Even if you are divorced, did the Court deal with your financial claims?
The recent judgement in Wyatt v Vince (2015) UKSC 14 handed down by the Supreme Court on the 11th March 2015 will raise questions to many as to whether they have protected their assets.
The facts of the case were that the husband, Mr Vince and the wife, Ms Wyatt were married on 18th December 1981. They had a son, and Mr Vince also treated Ms Wyatt’s daughter from a previous relationship as a child of the family. They separated in 1984. The couple divorced and their decree absolute was granted on the 26th October 1992.Throughout the marriage the couple largely lived on state benefits, and had a meagre existence. After their separation, Mr Vince pursued a new-age travelling lifestyle. Ms Wyatt struggled for many years to raise the children, often with ill-health and often reliant on state benefits. She had little financial help from Mr Vince and this was largely due to the fact that financially he was not in a position to help although in later years he could have paid substantial maintenance but the most he gave her was £200 per month.
Ms Wyatt went on to have two more children. From the late 1990s, Mr Vince’s green energy business took off and he became a multi-millionaire and in fact in 2001, the couple’s son went to live with Mr Vince. Ms Wyatt’s financial circumstances continued to be, and remain very modest.
Ms Wyatt decided to make a financial claim against her former husband, Mr Vince in 2011, nearly 20 years after their divorce. She was able to make such a claim as at no stage did the Court make a separate order dealing with or dismissing either party’s financial claims. Mr Vince applied for her application to be stuck out which the Court of Appeal granted.
However, now five Supreme Court Justices unanimously have overturned that decision, ruling that the wife’s claim was not an abuse of process and can now be pursued in the High Court.
Mrs Wyatt’s claim is yet to be determined, the Court’s decision means that her claim has a “nuisance factor” and will potentially cause a lot of stress and legal costs to Mr Vince and may result in Ms Wyatt receiving a reasonable lump sum of money. Indeed one of the Justices’, Lord Wilson, commented, although not asked to, that although Ms Wyatt would face formidable difficulties in seeking to establish that a financial order should be made in her favour bearing in mind the short duration of their marriage and the long delay since, she had a real prospect of comparatively modest success. It is unlikely that a Judge in the lower Court will go against such an indication. It is the opinion of some commentators that perhaps she may end up receiving a sufficient lump to purchase a mortgage free home.
The outcome may seem unfair however the reality of the situation was that Ms Wyatt struggled for many years to raise the children, often in ill health, and often reliant on statement benefits. As stated, she had little financial help from Mr Vince. Mrs Wyatt is likely to bring a claim on the basis of relationship-generated need, or in other words, the fact that had she not been married to Mr Vince, and raising his children, she may have been in a better position and furthermore that her contributions to the marriage continued beyond their separation by raising the children.
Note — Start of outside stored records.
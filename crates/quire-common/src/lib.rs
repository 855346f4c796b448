pub mod errors;
pub mod id;
pub mod types;

pub use errors::{BridgeError, ConfigError, PlatformError, QuireError, StoreError};
pub use id::new_correlation_id;
pub use types::{
    FloatingPaneDescriptor, LayoutPaneId, PersistedLayoutPayload, Rect, LAYOUT_SCHEMA_VERSION,
};

pub type Result<T> = std::result::Result<T, QuireError>;
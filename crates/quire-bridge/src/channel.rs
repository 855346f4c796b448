//! In-process transport: a [`LayoutBridge`] client that forwards each call
//! over an mpsc channel, and the matching server loop.

use std::path::Path;
use std::sync::Arc;

use async_trait::async_trait;
use quire_common::{
    new_correlation_id, BridgeError, FloatingPaneDescriptor, PersistedLayoutPayload,
};
use tokio::sync::{mpsc, oneshot};
use tracing::{debug, warn};

use crate::contract::LayoutBridge;
use crate::messages::{
    BridgeRequest, BridgeResponse, CloseFloatingPaneRequest, OpenFloatingPaneRequest,
    OpenFloatingPaneResult, ProjectRequest, SaveLayoutRequest,
};

/// One request in flight, with the slot its response goes to.
pub struct BridgeCall {
    pub id: String,
    pub request: BridgeRequest,
    pub reply: oneshot::Sender<BridgeResponse>,
}

/// Client half of the channel transport.
#[derive(Clone)]
pub struct ChannelBridge {
    tx: mpsc::Sender<BridgeCall>,
}

impl ChannelBridge {
    /// Create a client and the receiver to hand to [`serve`].
    pub fn new(buffer: usize) -> (Self, mpsc::Receiver<BridgeCall>) {
        let (tx, rx) = mpsc::channel(buffer);
        (Self { tx }, rx)
    }

    /// Connect a client directly to `handler` on a background task.
    pub fn spawn(handler: Arc<dyn LayoutBridge>, buffer: usize) -> Self {
        let (client, rx) = Self::new(buffer);
        tokio::spawn(serve(rx, handler));
        client
    }

    async fn call(&self, request: BridgeRequest) -> Result<BridgeResponse, BridgeError> {
        let id = new_correlation_id();
        let kind = request.kind();
        let (reply, response) = oneshot::channel();

        debug!(id = %id, kind, "bridge request");
        self.tx
            .send(BridgeCall {
                id: id.clone(),
                request,
                reply,
            })
            .await
            .map_err(|_| BridgeError::Unavailable("host channel closed".into()))?;

        response.await.map_err(|_| {
            warn!(id = %id, kind, "bridge call dropped without a response");
            BridgeError::Unavailable(format!("no response to {kind}"))
        })
    }
}

fn project(project: &Path) -> ProjectRequest {
    ProjectRequest {
        project_path: project.to_path_buf(),
    }
}

#[async_trait]
impl LayoutBridge for ChannelBridge {
    async fn load_layout(
        &self,
        path: &Path,
    ) -> Result<Option<PersistedLayoutPayload>, BridgeError> {
        self.call(BridgeRequest::LoadLayout(project(path)))
            .await?
            .into_layout()
    }

    async fn save_layout(
        &self,
        path: &Path,
        payload: PersistedLayoutPayload,
    ) -> Result<(), BridgeError> {
        self.call(BridgeRequest::SaveLayout(SaveLayoutRequest {
            project_path: path.to_path_buf(),
            payload,
        }))
        .await?
        .into_saved()
    }

    async fn reset_layout(&self, path: &Path) -> Result<(), BridgeError> {
        self.call(BridgeRequest::ResetLayout(project(path)))
            .await?
            .into_reset()
    }

    async fn list_floating_panes(
        &self,
        path: &Path,
    ) -> Result<Vec<FloatingPaneDescriptor>, BridgeError> {
        self.call(BridgeRequest::ListFloatingPanes(project(path)))
            .await?
            .into_floating_panes()
    }

    async fn open_floating_pane(
        &self,
        request: OpenFloatingPaneRequest,
    ) -> Result<OpenFloatingPaneResult, BridgeError> {
        self.call(BridgeRequest::OpenFloatingPane(request))
            .await?
            .into_opened()
    }

    async fn close_floating_pane(
        &self,
        request: CloseFloatingPaneRequest,
    ) -> Result<(), BridgeError> {
        self.call(BridgeRequest::CloseFloatingPane(request))
            .await?
            .into_closed()
    }
}

/// Run one request against `handler`, folding errors into the response.
pub async fn dispatch(handler: &dyn LayoutBridge, request: BridgeRequest) -> BridgeResponse {
    let result = match request {
        BridgeRequest::LoadLayout(req) => handler
            .load_layout(&req.project_path)
            .await
            .map(BridgeResponse::Layout),
        BridgeRequest::SaveLayout(req) => handler
            .save_layout(&req.project_path, req.payload)
            .await
            .map(|()| BridgeResponse::Saved),
        BridgeRequest::ResetLayout(req) => handler
            .reset_layout(&req.project_path)
            .await
            .map(|()| BridgeResponse::Reset),
        BridgeRequest::ListFloatingPanes(req) => handler
            .list_floating_panes(&req.project_path)
            .await
            .map(BridgeResponse::FloatingPanes),
        BridgeRequest::OpenFloatingPane(req) => handler
            .open_floating_pane(req)
            .await
            .map(BridgeResponse::Opened),
        BridgeRequest::CloseFloatingPane(req) => handler
            .close_floating_pane(req)
            .await
            .map(|()| BridgeResponse::Closed),
    };
    result.unwrap_or_else(|e| BridgeResponse::error(&e))
}

/// Answer calls from `rx` until every client is dropped.
///
/// Each call runs on its own task so a slow save does not hold up window
/// operations; ordering between calls is the handler's concern.
pub async fn serve(mut rx: mpsc::Receiver<BridgeCall>, handler: Arc<dyn LayoutBridge>) {
    while let Some(call) = rx.recv().await {
        let handler = Arc::clone(&handler);
        tokio::spawn(async move {
            let kind = call.request.kind();
            let response = dispatch(handler.as_ref(), call.request).await;
            if let BridgeResponse::Error(ref failure) = response {
                warn!(id = %call.id, kind, "bridge request failed: {}", failure.message);
            }
            if call.reply.send(response).is_err() {
                debug!(id = %call.id, kind, "caller went away before the response");
            }
        });
    }
    debug!("bridge server stopped: all clients dropped");
}

#[cfg(test)]
mod tests {
    use super::*;
    use quire_common::{LayoutPaneId, Rect};
    use std::path::PathBuf;
    use std::sync::Mutex;

    /// Answers from memory and records the kinds it saw.
    #[derive(Default)]
    struct FakeHost {
        saved: Mutex<Option<PersistedLayoutPayload>>,
        calls: Mutex<Vec<&'static str>>,
    }

    #[async_trait]
    impl LayoutBridge for FakeHost {
        async fn load_layout(
            &self,
            _project: &Path,
        ) -> Result<Option<PersistedLayoutPayload>, BridgeError> {
            self.calls.lock().unwrap().push("load");
            Ok(self.saved.lock().unwrap().clone())
        }

        async fn save_layout(
            &self,
            _project: &Path,
            payload: PersistedLayoutPayload,
        ) -> Result<(), BridgeError> {
            self.calls.lock().unwrap().push("save");
            *self.saved.lock().unwrap() = Some(payload);
            Ok(())
        }

        async fn reset_layout(&self, _project: &Path) -> Result<(), BridgeError> {
            Err(BridgeError::Remote("read-only volume".into()))
        }

        async fn list_floating_panes(
            &self,
            _project: &Path,
        ) -> Result<Vec<FloatingPaneDescriptor>, BridgeError> {
            Ok(vec![FloatingPaneDescriptor {
                id: LayoutPaneId::Timeline,
                bounds: Rect::new(0.0, 0.0, 640.0, 420.0),
            }])
        }

        async fn open_floating_pane(
            &self,
            request: OpenFloatingPaneRequest,
        ) -> Result<OpenFloatingPaneResult, BridgeError> {
            Ok(OpenFloatingPaneResult {
                opened: request.pane_id != LayoutPaneId::Outline,
                clamped: None,
            })
        }

        async fn close_floating_pane(
            &self,
            _request: CloseFloatingPaneRequest,
        ) -> Result<(), BridgeError> {
            Ok(())
        }
    }

    #[tokio::test]
    async fn round_trip_through_channel() {
        let host = Arc::new(FakeHost::default());
        let client = ChannelBridge::spawn(host.clone(), 8);
        let project = PathBuf::from("/work/novel");

        assert!(client.load_layout(&project).await.unwrap().is_none());
        client
            .save_layout(&project, PersistedLayoutPayload::default())
            .await
            .unwrap();
        assert!(client.load_layout(&project).await.unwrap().is_some());
        assert_eq!(*host.calls.lock().unwrap(), vec!["load", "save", "load"]);

        let panes = client.list_floating_panes(&project).await.unwrap();
        assert_eq!(panes[0].id, LayoutPaneId::Timeline);

        let result = client
            .open_floating_pane(OpenFloatingPaneRequest {
                project_path: project.clone(),
                pane_id: LayoutPaneId::Outline,
                bounds: None,
            })
            .await
            .unwrap();
        assert!(!result.opened);
    }

    #[tokio::test]
    async fn host_errors_come_back_typed() {
        let client = ChannelBridge::spawn(Arc::new(FakeHost::default()), 8);
        let err = client
            .reset_layout(Path::new("/work/novel"))
            .await
            .unwrap_err();
        assert!(matches!(err, BridgeError::Remote(ref m) if m == "read-only volume"));
    }

    #[tokio::test]
    async fn closed_channel_is_unavailable() {
        let (client, rx) = ChannelBridge::new(1);
        drop(rx);
        let err = client
            .load_layout(Path::new("/work/novel"))
            .await
            .unwrap_err();
        assert!(matches!(err, BridgeError::Unavailable(_)));
    }

    #[tokio::test]
    async fn dropped_reply_is_unavailable() {
        let (client, mut rx) = ChannelBridge::new(1);
        tokio::spawn(async move {
            while let Some(call) = rx.recv().await {
                drop(call);
            }
        });
        let err = client
            .list_floating_panes(Path::new("/work/novel"))
            .await
            .unwrap_err();
        assert!(matches!(err, BridgeError::Unavailable(_)));
    }
}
It is unlikely that she will receive half his assets and she has not asked for half but sufficient to make her comfortable.
The case highlights that in family law, there is no time bar limit to when one can make a financial application provided they have not remarried before making such an application.
It is advisable to ensure that there is in place a Court Order dismissing the other’s future claims even if the parties have divvied up what they had at the time of their divorce to ensure that the ex spouse does not make a claim in the future as fortunes can change by perhaps an inheritance, windfall or through hard work.